My inbox has been buzzing with links to an interesting new research paper from a team at Google led by Andrew Ng (of Stanford AI fame) and Jeff Dean. However, I'm receiving far more links to an NYT piece covering the research. It's great that the work is getting mainstream coverage, but somewhat unfortunate because the NYT has managed to invent spurious details about the research while diminishing its real importance.
So I'm stuck wondering: why has the NYT chosen this moment, this research, this team to finally chime in on my little (but rapidly expanding) research area?
This is hardly the first unsupervised image recognition model, nor the first such model built by Google, and certainly not the first one that can recognize cats! (In fact, you can try such a system yourself, right here.)
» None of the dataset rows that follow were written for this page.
//! Stateless UI rendering for the chessboard.

use ratatui::{
    Frame,
    buffer::Buffer,
    layout::{Alignment, Constraint, Direction, Layout, Rect},
    style::{Color, Modifier, Style},
    text::Line,
    widgets::{Block, Borders, Clear, Paragraph, Widget, Wrap},
};
use shakmaty::Piece;
use strictly_chess::{
    BoardController, Cell, Gesture, Point,
    coords::{cell_origin, cell_to_square},
    notation::figurine,
};
use unicode_width::UnicodeWidthChar;

use super::app::App;
use super::input::PromotionPanel;
use super::layout::BoardLayout;

const LIGHT_SQUARE: Color = Color::Rgb(238, 238, 210);
const DARK_SQUARE: Color = Color::Rgb(118, 150, 86);
const LAST_MOVE_TINT: Color = Color::Rgb(186, 202, 68);
const HOVER_TINT: Color = Color::Rgb(246, 246, 105);
const ARROW_COLOR: Color = Color::Rgb(220, 80, 40);

/// Splits the screen into title, board, status and help.
fn screen_chunks(area: Rect) -> (Rect, Rect, Rect, Rect, Rect) {
    let rows = Layout::default()
        .direction(Direction::Vertical)
        .constraints([
            Constraint::Length(3),
            Constraint::Min(0),
            Constraint::Length(3),
            Constraint::Length(3),
        ])
        .split(area);
    let main = Layout::default()
        .direction(Direction::Horizontal)
        .constraints([Constraint::Min(0), Constraint::Length(44)])
        .split(rows[1]);
    (rows[0], main[0], main[1], rows[2], rows[3])
}

/// Area available to the board for a given screen size.
pub fn board_region(area: Rect) -> Rect {
    screen_chunks(area).1
}

/// Draws the main UI.
pub fn draw(f: &mut Frame, app: &App, board: &BoardController) {
    let (title_area, board_area, side_area, status_area, help_area) = screen_chunks(f.area());

    let title = Paragraph::new("Strictly Chessboard")
        .style(Style::default().fg(Color::Cyan).add_modifier(Modifier::BOLD))
        .alignment(Alignment::Center)
        .block(Block::default().borders(Borders::ALL));
    f.render_widget(title, title_area);

    match app.layout() {
        Some(layout) => {
            f.render_widget(BoardView { board, layout }, board_area);
            if let Some(request) = board.gesture().promotion() {
                render_promotion_panel(f, layout, request.piece);
            }
        }
        None => {
            let message = Paragraph::new("Terminal too small for the board")
                .alignment(Alignment::Center);
            f.render_widget(message, board_area);
        }
    }

    render_side_panel(f, side_area, app);

    let status = Paragraph::new(app.status_message())
        .style(Style::default().fg(Color::Yellow))
        .alignment(Alignment::Center)
        .block(Block::default().borders(Borders::ALL).title("Status"));
    f.render_widget(status, status_area);

    let help = Paragraph::new(
        "Drag to move | R: Reverse | N: New game | P: PGN | C: Coordinates | A: Arrow | Q: Quit",
    )
    .style(Style::default().fg(Color::DarkGray))
    .alignment(Alignment::Center)
    .block(Block::default().borders(Borders::ALL));
    f.render_widget(help, help_area);
}

fn render_side_panel(f: &mut Frame, area: Rect, app: &App) {
    let (title, text) = match app.pgn() {
        Some(pgn) => ("PGN", pgn.to_string()),
        None => ("Moves", move_list(app)),
    };
    let panel = Paragraph::new(text)
        .wrap(Wrap { trim: false })
        .block(Block::default().borders(Borders::ALL).title(title));
    f.render_widget(panel, area);
}

fn move_list(app: &App) -> String {
    let mut lines: Vec<String> = Vec::new();
    for done in app.moves() {
        if *done.white_turn() {
            lines.push(format!("{:>3}. {}", done.move_number(), done.move_fan()));
        } else {
            match lines.last_mut() {
                Some(line) if line.starts_with(&format!("{:>3}. ", done.move_number())) => {
                    line.push_str(&format!("  {}", done.move_fan()));
                }
                _ => lines.push(format!("{:>3}. ...  {}", done.move_number(), done.move_fan())),
            }
        }
    }
    lines.join("\n")
}

fn render_promotion_panel(f: &mut Frame, layout: BoardLayout, pawn: Piece) {
    let panel = PromotionPanel::centered_on(layout.area());
    let lines: Vec<Line> = strictly_chess::PromotionPiece::ALL
        .iter()
        .map(|choice| Line::from(format!(" {} {}", figurine(choice.role(), pawn.color), choice)))
        .collect();
    let widget = Paragraph::new(lines).block(
        Block::default()
            .borders(Borders::ALL)
            .title("Promote")
            .style(Style::default().bg(Color::Black).fg(Color::White)),
    );
    f.render_widget(Clear, panel.area());
    f.render_widget(widget, panel.area());
}

/// The board itself: squares, pieces, labels, arrow and dragged piece.
struct BoardView<'a> {
    board: &'a BoardController,
    layout: BoardLayout,
}

impl Widget for BoardView<'_> {
    fn render(self, _area: Rect, buf: &mut Buffer) {
        let settings = self.board.settings();
        let size = self.board.cell_size();
        let gesture = self.board.gesture();
        let last_move = self.board.last_move();

        let (hidden, hovered) = match gesture {
            Gesture::Dragging(session) => (Some(session.origin), session.hovered),
            Gesture::PendingPromotion(request) => (Some(request.origin), None),
            Gesture::Idle => (None, None),
        };

        for row in 0..8u8 {
            for col in 0..8u8 {
                let cell = Cell { col, row };
                let square = cell_to_square(cell, settings.reversed);
                let Some(rect) = self.layout.cell_rect(cell_origin(cell, size)) else {
                    continue;
                };

                let touched =
                    last_move.is_some_and(|m| m.from == square || m.to == square);
                let background = if hovered == Some(square) {
                    HOVER_TINT
                } else if touched {
                    LAST_MOVE_TINT
                } else if (square.file() + square.rank()) % 2 == 1 {
                    LIGHT_SQUARE
                } else {
                    DARK_SQUARE
                };
                buf.set_style(rect, Style::default().bg(background));

                if hidden == Some(square) {
                    continue;
                }
                if let Some(piece) = self.board.piece_at(square) {
                    put_piece(buf, rect, piece);
                }
            }
        }

        if settings.coordinates_visible {
            self.render_labels(buf, size);
        }
        if let Some(arrow) = self.board.arrow() {
            for stroke in arrow.strokes() {
                let (start, end) = stroke.center_line();
                self.rasterize(buf, start, end);
            }
        }

        let floating = match gesture {
            Gesture::Dragging(session) => {
                Some((session.overlay_origin(size), session.piece))
            }
            Gesture::PendingPromotion(request) => Some((request.overlay, request.piece)),
            Gesture::Idle => None,
        };
        if let Some((origin, piece)) = floating {
            if let Some(rect) = self.layout.cell_rect(origin) {
                put_piece(buf, rect, piece);
            }
        }
    }
}

impl BoardView<'_> {
    fn render_labels(&self, buf: &mut Buffer, size: f64) {
        let reversed = self.board.settings().reversed;
        let style = Style::default().fg(Color::Gray);
        for index in 0..8u8 {
            // Files along the bottom margin, ranks along the left margin.
            let file_cell = Cell { col: index, row: 8 };
            let file = cell_to_square(Cell { col: index, row: 0 }, reversed).file();
            if let Some(rect) = self.layout.cell_rect(cell_origin(file_cell, size)) {
                put_char(buf, rect, (b'a' + file) as char, style);
            }

            let rank_origin = Point::new(0.0, cell_origin(Cell { col: 0, row: index }, size).y);
            let rank = cell_to_square(Cell { col: 0, row: index }, reversed).rank();
            if let Some(rect) = self.layout.cell_rect(rank_origin) {
                put_char(buf, rect, (b'1' + rank) as char, style);
            }
        }
    }

    fn rasterize(&self, buf: &mut Buffer, start: Point, end: Point) {
        let length = (end.x - start.x).hypot(end.y - start.y);
        let steps = (length * 2.0).ceil().max(1.0) as usize;
        for step in 0..=steps {
            let t = step as f64 / steps as f64;
            let point = Point::new(
                start.x + (end.x - start.x) * t,
                start.y + (end.y - start.y) * t,
            );
            if let Some((x, y)) = self.layout.to_terminal(point) {
                if let Some(cell) = buf.cell_mut((x, y)) {
                    cell.set_symbol("•").set_fg(ARROW_COLOR);
                }
            }
        }
    }
}

fn put_piece(buf: &mut Buffer, rect: Rect, piece: Piece) {
    // Filled glyphs for both sides; colour tells them apart.
    let glyph = figurine(piece.role, shakmaty::Color::Black);
    let fg = match piece.color {
        shakmaty::Color::White => Color::White,
        shakmaty::Color::Black => Color::Black,
    };
    put_char(buf, rect, glyph, Style::default().fg(fg).add_modifier(Modifier::BOLD));
}

fn put_char(buf: &mut Buffer, rect: Rect, glyph: char, style: Style) {
    let width = glyph.width().unwrap_or(1) as u16;
    let x = rect.x + rect.width.saturating_sub(width) / 2;
    let y = rect.y + rect.height / 2;
    buf.set_string(x, y, glyph.to_string(), style);
}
Is it possible that we have reached a point where anything related to artificial intelligence -- which in this case I define loosely as "computers doing things that the average person didn't know they could do" -- gets prime billing? Is that a good thing? In the case of the ongoing Big Data trend, such spotlighting has led to a ream of "experts" with marginally more knowledge than a high school statistician and a widespread misperception within the tech community about 1) what Big Data is and 2) what can be done with it. I absolutely, under no circumstances, want machine learning to go down the same path.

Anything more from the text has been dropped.